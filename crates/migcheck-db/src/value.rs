//! Minimal parameter and row types for the connection trait.

use migcheck_core::MigcheckError;

/// A SQL parameter or result value.
///
/// Only the types the engine actually reads back (lock introspection,
/// recorder bookkeeping) are represented.
#[derive(Debug, Clone, PartialEq)]
pub enum Value {
    /// SQL NULL.
    Null,
    /// A boolean.
    Bool(bool),
    /// Any integer type, widened to 64 bits.
    Int(i64),
    /// Any floating point type, widened to 64 bits.
    Float(f64),
    /// Any character type.
    Text(String),
}

impl Value {
    /// Renders this value as a SQL literal for display purposes.
    ///
    /// The output is meant for humans reading a query log, not for
    /// re-execution.
    pub fn to_sql_literal(&self) -> String {
        match self {
            Self::Null => "NULL".to_string(),
            Self::Bool(true) => "TRUE".to_string(),
            Self::Bool(false) => "FALSE".to_string(),
            Self::Int(i) => i.to_string(),
            Self::Float(f) => f.to_string(),
            Self::Text(s) => format!("'{}'", s.replace('\'', "''")),
        }
    }
}

impl From<&str> for Value {
    fn from(s: &str) -> Self {
        Self::Text(s.to_string())
    }
}

impl From<String> for Value {
    fn from(s: String) -> Self {
        Self::Text(s)
    }
}

impl From<i64> for Value {
    fn from(i: i64) -> Self {
        Self::Int(i)
    }
}

impl From<bool> for Value {
    fn from(b: bool) -> Self {
        Self::Bool(b)
    }
}

/// One result row: column names paired with values.
#[derive(Debug, Clone, PartialEq)]
pub struct Row {
    columns: Vec<String>,
    values: Vec<Value>,
}

impl Row {
    /// Creates a row from parallel column and value lists.
    pub fn new(columns: Vec<String>, values: Vec<Value>) -> Self {
        Self { columns, values }
    }

    /// Returns the value for a named column.
    pub fn get(&self, column: &str) -> Result<&Value, MigcheckError> {
        self.columns
            .iter()
            .position(|c| c == column)
            .map(|i| &self.values[i])
            .ok_or_else(|| MigcheckError::Database(format!("No column named '{column}' in row")))
    }

    /// Returns the value for a named column as text.
    ///
    /// NULL and non-text values are errors; callers use this for catalog
    /// columns that are known to be non-null strings.
    pub fn get_text(&self, column: &str) -> Result<&str, MigcheckError> {
        match self.get(column)? {
            Value::Text(s) => Ok(s),
            other => Err(MigcheckError::Database(format!(
                "Column '{column}' is not text: {other:?}"
            ))),
        }
    }
}
// src/lib.rs

#[macro_use]
pub mod macros;

pub mod config;
pub mod core;
pub mod specs;

pub mod error;
pub mod file;
pub mod manifest;
pub mod model;
pub mod progress;
pub mod runner;
pub mod scrape;
pub mod verify;

#[cfg(feature = "cli")]
pub mod cli;
#[cfg(feature = "cli")]
pub mod log;

pub use error::{Error, FetchError, Result};
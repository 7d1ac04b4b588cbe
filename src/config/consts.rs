// src/config/consts.rs

// Net config
pub const BASE_URL: &str = "https://www.bibliaortodoxa.ro";
pub const CHAPTER_PATH: &str = "/carte.php";
pub const USER_AGENT: &str = concat!("biblia_scrape/", env!("CARGO_PKG_VERSION"));
pub const REQUEST_TIMEOUT_SECS: u64 = 10;

// Chapter page markup
pub const VERSE_ROW_PREFIX: &str = "verset";
pub const VERSE_NUMBER_CLASS: &str = "nr";

// Local files
pub const DEFAULT_MANIFEST: &str = "bible_books_metadata.json";
pub const DEFAULT_OUT_DIR: &str = "bible_books";
pub const DEFAULT_STATS_FILE: &str = "download_stats.json";
pub const ARTIFACT_EXT: &str = "json";

// Pacing
pub const REQUEST_PAUSE_MS: u64 = 500; // be polite

// Book selection
pub const MAX_BOOK_NUMBER: u32 = 999;
// tests/verify_scenarios.rs
//
// Verifier behaviour over artifact directories built in temp dirs.
//
mod common;

use std::fs;
use std::path::Path;

use biblia_scrape::error::Error;
use biblia_scrape::file;
use biblia_scrape::manifest::BookDescriptor;
use biblia_scrape::model::{BookRecord, Chapter, Verse, VerseNumber};
use biblia_scrape::verify::{Issue, verify};

use common::*;

fn chapter(n: u32, verses: usize) -> Chapter {
    Chapter {
        number: n,
        verses: (1..=verses)
            .map(|i| Verse { number: VerseNumber::Number(i as u64), text: format!("v{i}") })
            .collect(),
        url: url(1, n),
    }
}

fn write(dir: &Path, number: u32, book: &BookDescriptor, chapters: Vec<Chapter>) {
    let mut record = BookRecord::new(number, book);
    record.chapters = chapters;
    file::write_book(dir, &record).unwrap();
}

#[test]
fn missing_file_is_reported_once() {
    let dir = tempfile::tempdir().unwrap();
    let x = descriptor(1, "Genesis", "Facerea", 3);
    let m = manifest(vec![x], vec![]);

    let report = verify(&m, dir.path()).unwrap();

    assert!(!report.overall_pass);
    assert_eq!(
        report.issues,
        vec![Issue::FileNotFound { book: "Genesis".into(), expected: 3 }]
    );
    assert_eq!(report.issues[0].reason(), "file not found");
    assert_eq!(report.total_expected, 3);
    assert_eq!(report.total_found, 0);
}

#[test]
fn count_mismatch_skips_verse_checks() {
    let dir = tempfile::tempdir().unwrap();
    let x = descriptor(1, "Genesis", "Facerea", 3);
    // chapter 2 is empty too, but counts differ so it must not be reported
    write(dir.path(), 1, &x, vec![chapter(1, 4), chapter(2, 0)]);
    let m = manifest(vec![x], vec![]);

    let report = verify(&m, dir.path()).unwrap();

    assert!(!report.overall_pass);
    assert_eq!(
        report.issues,
        vec![Issue::ChapterCountMismatch { book: "Genesis".into(), expected: 3, found: 2, missing: 1 }]
    );
    assert_eq!(report.total_found, 2);
    assert_eq!(report.verified().count(), 0);
}

#[test]
fn empty_chapter_is_reported_alone() {
    let dir = tempfile::tempdir().unwrap();
    let x = descriptor(1, "Ruth", "Rut", 2);
    write(dir.path(), 1, &x, vec![chapter(1, 3), chapter(2, 0)]);
    let m = manifest(vec![x], vec![]);

    let report = verify(&m, dir.path()).unwrap();

    assert!(!report.overall_pass);
    assert_eq!(report.issues, vec![Issue::EmptyChapterVerses { book: "Ruth".into(), chapter: 2 }]);
    assert_eq!(report.issues[0].reason(), "no verses found");
}

#[test]
fn every_empty_chapter_is_recorded() {
    let dir = tempfile::tempdir().unwrap();
    let x = descriptor(1, "Ruth", "Rut", 3);
    write(dir.path(), 1, &x, vec![chapter(1, 0), chapter(2, 1), chapter(3, 0)]);
    let m = manifest(vec![x], vec![]);

    let report = verify(&m, dir.path()).unwrap();

    let chapters: Vec<u64> = report
        .issues
        .iter()
        .map(|i| match i {
            Issue::EmptyChapterVerses { chapter, .. } => *chapter,
            other => panic!("unexpected issue {other:?}"),
        })
        .collect();
    assert_eq!(chapters, [1, 3]);
}

#[test]
fn complete_corpus_passes() {
    let dir = tempfile::tempdir().unwrap();
    let genesis = descriptor(1, "Genesis", "Facerea", 2);
    let mat = descriptor(50, "Matthew", "Matei", 1);
    write(dir.path(), 1, &genesis, vec![chapter(1, 2), chapter(2, 5)]);
    write(dir.path(), 2, &mat, vec![chapter(1, 1)]);
    let m = manifest(vec![genesis], vec![mat]);

    let report = verify(&m, dir.path()).unwrap();

    assert!(report.overall_pass);
    assert!(report.issues.is_empty());
    assert_eq!(report.total_expected, 3);
    assert_eq!(report.total_found, report.total_expected);
    let names: Vec<&str> = report.verified().map(|b| b.name_ro.as_str()).collect();
    assert_eq!(names, ["Facerea", "Matei"]);
    assert_eq!(report.books[0].found, Some(2));
}

#[test]
fn prefix_names_do_not_collide() {
    let dir = tempfile::tempdir().unwrap();
    let john = descriptor(43, "John", "Ioan", 1);
    let first_john = descriptor(62, "1 John", "I Ioan", 2);
    // only "I Ioan" exists on disk
    write(dir.path(), 2, &first_john, vec![chapter(1, 1), chapter(2, 1)]);
    let m = manifest(vec![], vec![john, first_john]);

    let report = verify(&m, dir.path()).unwrap();

    assert_eq!(report.issues, vec![Issue::FileNotFound { book: "John".into(), expected: 1 }]);
    let verified: Vec<&str> = report.verified().map(|b| b.name_en.as_str()).collect();
    assert_eq!(verified, ["1 John"]);
}

#[test]
fn issues_follow_manifest_order() {
    let dir = tempfile::tempdir().unwrap();
    let a = descriptor(1, "Genesis", "Facerea", 1);
    let b = descriptor(2, "Exodus", "Iesirea", 2);
    let c = descriptor(3, "Matthew", "Matei", 1);
    write(dir.path(), 2, &b, vec![chapter(1, 1)]);
    write(dir.path(), 3, &c, vec![chapter(1, 0)]);
    let m = manifest(vec![a, b], vec![c]);

    let report = verify(&m, dir.path()).unwrap();

    let books: Vec<&str> = report.issues.iter().map(|i| i.book()).collect();
    assert_eq!(books, ["Genesis", "Exodus", "Matthew"]);

    // per-book outcomes line up with their own issues
    let outcomes: Vec<(&str, Option<u64>, usize)> = report
        .books
        .iter()
        .map(|b| (b.name_en.as_str(), b.found, report.issues_of(b).len()))
        .collect();
    assert_eq!(outcomes, [("Genesis", None, 1), ("Exodus", Some(1), 1), ("Matthew", Some(1), 1)]);
    assert!(matches!(report.issues_of(&report.books[2])[0], Issue::EmptyChapterVerses { chapter: 1, .. }));
    assert_eq!(report.total_expected, 4);
    assert_eq!(report.total_found, 2);
}

#[test]
fn missing_directory_reports_every_book() {
    let dir = tempfile::tempdir().unwrap();
    let m = manifest(
        vec![descriptor(1, "Genesis", "Facerea", 50)],
        vec![descriptor(2, "Matthew", "Matei", 28)],
    );

    let report = verify(&m, &dir.path().join("nope")).unwrap();

    assert_eq!(report.issues.len(), 2);
    assert!(report.issues.iter().all(|i| matches!(i, Issue::FileNotFound { .. })));
}

#[test]
fn undecodable_artifact_is_an_error() {
    let dir = tempfile::tempdir().unwrap();
    fs::write(dir.path().join("01_Facerea.json"), "{ not json").unwrap();
    let m = manifest(vec![descriptor(1, "Genesis", "Facerea", 1)], vec![]);

    let err = verify(&m, dir.path()).unwrap_err();
    assert!(matches!(err, Error::Decode { .. }));
}

#[test]
fn minimal_artifact_is_judged_on_chapters_only() {
    let dir = tempfile::tempdir().unwrap();
    // no header fields, a verse number past u32, one unnumbered chapter
    fs::write(
        dir.path().join("01_Facerea.json"),
        r#"{"chapters":[
            {"chapter":1,"verses":[{"verse":4294967296,"text":"a"}]},
            {"verses":[{"verse":"x"}]}
        ]}"#,
    )
    .unwrap();
    fs::write(
        dir.path().join("02_Iesirea.json"),
        r#"{"chapters":[{"chapter":1,"verses":[]},{"verses":null}]}"#,
    )
    .unwrap();
    let m = manifest(
        vec![descriptor(1, "Genesis", "Facerea", 2), descriptor(2, "Exodus", "Iesirea", 2)],
        vec![],
    );

    let report = verify(&m, dir.path()).unwrap();

    assert_eq!(
        report.issues,
        vec![
            Issue::EmptyChapterVerses { book: "Exodus".into(), chapter: 1 },
            Issue::EmptyChapterVerses { book: "Exodus".into(), chapter: 2 },
        ]
    );
    assert!(report.books[0].passed());
    assert_eq!(report.total_found, 4);
}

#[test]
fn artifact_without_chapters_is_an_error() {
    let dir = tempfile::tempdir().unwrap();
    fs::write(dir.path().join("01_Facerea.json"), r#"{"name_ro":"Facerea"}"#).unwrap();
    let m = manifest(vec![descriptor(1, "Genesis", "Facerea", 1)], vec![]);

    assert!(matches!(verify(&m, dir.path()).unwrap_err(), Error::Decode { .. }));
}
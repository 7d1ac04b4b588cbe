// src/cli.rs
use std::{
    io::{self, Write},
    path::{Path, PathBuf},
    process::ExitCode,
    time::Duration,
};

use clap::{Args, Parser, Subcommand};

use crate::{
    config::{
        consts::*,
        options::{BookSelector, DownloadOptions, VerifyOptions},
    },
    core::net::HttpFetcher,
    error::{FetchError, Result},
    manifest::{BookDescriptor, Manifest, Testament},
    model::DownloadStats,
    progress::Progress,
    runner,
    verify::{self, VerificationReport},
};

const RULE: &str = "======================================================================";

#[derive(Parser)]
#[command(author, version, about = "Romanian Orthodox Bible scraper and completeness checker", long_about = None)]
pub struct Cli {
    /// Debug-level diagnostics (overridden by RUST_LOG)
    #[arg(short, long, global = true)]
    pub verbose: bool,

    /// Append diagnostics to this file instead of stderr
    #[arg(long, global = true)]
    pub log_file: Option<PathBuf>,

    #[command(subcommand)]
    pub command: Command,
}

#[derive(Subcommand)]
pub enum Command {
    /// Download every chapter listed in the manifest, one JSON file per book
    Download(DownloadArgs),
    /// Check downloaded books against the manifest; exits 1 on any issue
    Verify(VerifyArgs),
}

#[derive(Args)]
pub struct DownloadArgs {
    #[arg(long, default_value = DEFAULT_MANIFEST)]
    pub manifest: PathBuf,
    /// Output directory for book files
    #[arg(short, long, default_value = DEFAULT_OUT_DIR)]
    pub out: PathBuf,
    #[arg(long, default_value = DEFAULT_STATS_FILE)]
    pub stats: PathBuf,
    #[arg(long, default_value = BASE_URL)]
    pub base_url: String,
    /// Pause between chapter requests
    #[arg(long, default_value_t = REQUEST_PAUSE_MS)]
    pub pause_ms: u64,
    #[arg(long, default_value_t = REQUEST_TIMEOUT_SECS)]
    pub timeout_secs: u64,
    /// Only these book numbers, e.g. `1-5,40`
    #[arg(long, value_parser = BookSelector::parse)]
    pub books: Option<BookSelector>,
}

#[derive(Args)]
pub struct VerifyArgs {
    #[arg(long, default_value = DEFAULT_MANIFEST)]
    pub manifest: PathBuf,
    /// Directory holding the book files
    #[arg(short, long, default_value = DEFAULT_OUT_DIR)]
    pub dir: PathBuf,
}

impl From<DownloadArgs> for DownloadOptions {
    fn from(a: DownloadArgs) -> Self {
        Self {
            base_url: a.base_url,
            manifest: a.manifest,
            out_dir: a.out,
            stats_file: a.stats,
            timeout: Duration::from_secs(a.timeout_secs),
            pause: Duration::from_millis(a.pause_ms),
            books: a.books.unwrap_or(BookSelector::All),
        }
    }
}

impl From<VerifyArgs> for VerifyOptions {
    fn from(a: VerifyArgs) -> Self {
        Self { manifest: a.manifest, dir: a.dir }
    }
}

pub fn run(cli: Cli) -> Result<ExitCode> {
    match cli.command {
        Command::Download(args) => run_download(&args.into()),
        Command::Verify(args) => run_verify(&args.into()),
    }
}

fn run_download(opts: &DownloadOptions) -> Result<ExitCode> {
    let manifest = Manifest::load(&opts.manifest)?;
    let fetcher = HttpFetcher::new(opts.timeout)?;
    let mut console = ConsoleProgress::new(&opts.out_dir);

    runner::download_all(&manifest, &fetcher, opts, Some(&mut console))?;
    Ok(ExitCode::SUCCESS)
}

fn run_verify(opts: &VerifyOptions) -> Result<ExitCode> {
    let manifest = Manifest::load(&opts.manifest)?;

    println!("Verifying Bible chapter completeness...");
    println!("{}", &RULE[..60]);

    let report = verify::verify(&manifest, &opts.dir)?;
    print_report(&report);

    Ok(if report.overall_pass { ExitCode::SUCCESS } else { ExitCode::FAILURE })
}

fn print_report(report: &VerificationReport) {
    for book in &report.books {
        for issue in report.issues_of(book) {
            println!("✗ {issue}");
        }
        if let (true, Some(found)) = (book.passed(), book.found) {
            println!("✓ {} ({}): {found} chapters verified", book.name_en, book.name_ro);
        }
    }

    println!("\n{}", &RULE[..60]);
    println!("VERIFICATION SUMMARY");
    println!("{}", &RULE[..60]);
    println!("Total expected chapters: {}", report.total_expected);
    println!("Total found chapters: {}", report.total_found);

    if report.overall_pass {
        println!("\n✓✓✓ ALL CHAPTERS VERIFIED SUCCESSFULLY! ✓✓✓");
    } else {
        println!("\n✗ Issues found: {}", report.issues.len());
        println!("\nMissing or incomplete:");
        for issue in &report.issues {
            println!("  - [{}] {issue}", issue.reason());
        }
    }
}

/// Prints one line per chapter with a ✓/✗ marker.
struct ConsoleProgress<'a> {
    out_dir: &'a Path,
}

impl<'a> ConsoleProgress<'a> {
    fn new(out_dir: &'a Path) -> Self {
        Self { out_dir }
    }
}

impl Progress for ConsoleProgress<'_> {
    fn begin(&mut self, books: usize, chapters: u64) {
        println!("Downloading {books} books, {chapters} chapters");
    }

    fn testament(&mut self, testament: Testament) {
        println!("\n{RULE}\n{testament}\n{RULE}");
    }

    fn book_started(&mut self, number: u32, book: &BookDescriptor) {
        println!(
            "\nBook #{number:2}: {} ({}) - {} chapters",
            book.name_en, book.name_ro, book.chapters
        );
    }

    fn chapter_started(&mut self, chapter: u32, of: u32) {
        print!("  Chapter {chapter:3}/{of}... ");
        let _ = io::stdout().flush();
    }

    fn chapter_done(&mut self, _chapter: u32) {
        println!("✓");
    }

    fn chapter_failed(&mut self, _chapter: u32, err: &FetchError) {
        println!("✗ ({})", err.kind());
    }

    fn book_saved(&mut self, path: &Path) {
        println!("  ✓ Saved to {}", path.display());
    }

    fn finish(&mut self, stats: &DownloadStats) {
        println!("\n{RULE}\nDOWNLOAD COMPLETE\n{RULE}");
        println!("Total books: {}", stats.total_books);
        println!("Total chapters: {}", stats.total_chapters);
        println!("Successful: {}", stats.successful_chapters);
        println!("Failed: {}", stats.failed_chapters);
        if let Some(rate) = stats.success_rate() {
            println!("Success rate: {rate:.1}%");
        }
        println!("\nFiles saved in: {}/", self.out_dir.display());
    }
}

***

YOUR TASK » Reproduce word for word the material above, starting with the line that has "pub const REQUEST_TIMEOUT_SECS: u64 = 10;" and stopping after the line that has "use std::path::Path;".

REPLY TO THE TASK »
pub const REQUEST_TIMEOUT_SECS: u64 = 10;

// Chapter page markup
pub const VERSE_ROW_PREFIX: &str = "verset";
pub const VERSE_NUMBER_CLASS: &str = "nr";

// Local files
pub const DEFAULT_MANIFEST: &str = "bible_books_metadata.json";
pub const DEFAULT_OUT_DIR: &str = "bible_books";
pub const DEFAULT_STATS_FILE: &str = "download_stats.json";
pub const ARTIFACT_EXT: &str = "json";

// Pacing
pub const REQUEST_PAUSE_MS: u64 = 500; // be polite

// Book selection
pub const MAX_BOOK_NUMBER: u32 = 999;
// tests/verify_scenarios.rs
//
// Verifier behaviour over artifact directories built in temp dirs.
//
mod common;

use std::fs;
use std::path::Path;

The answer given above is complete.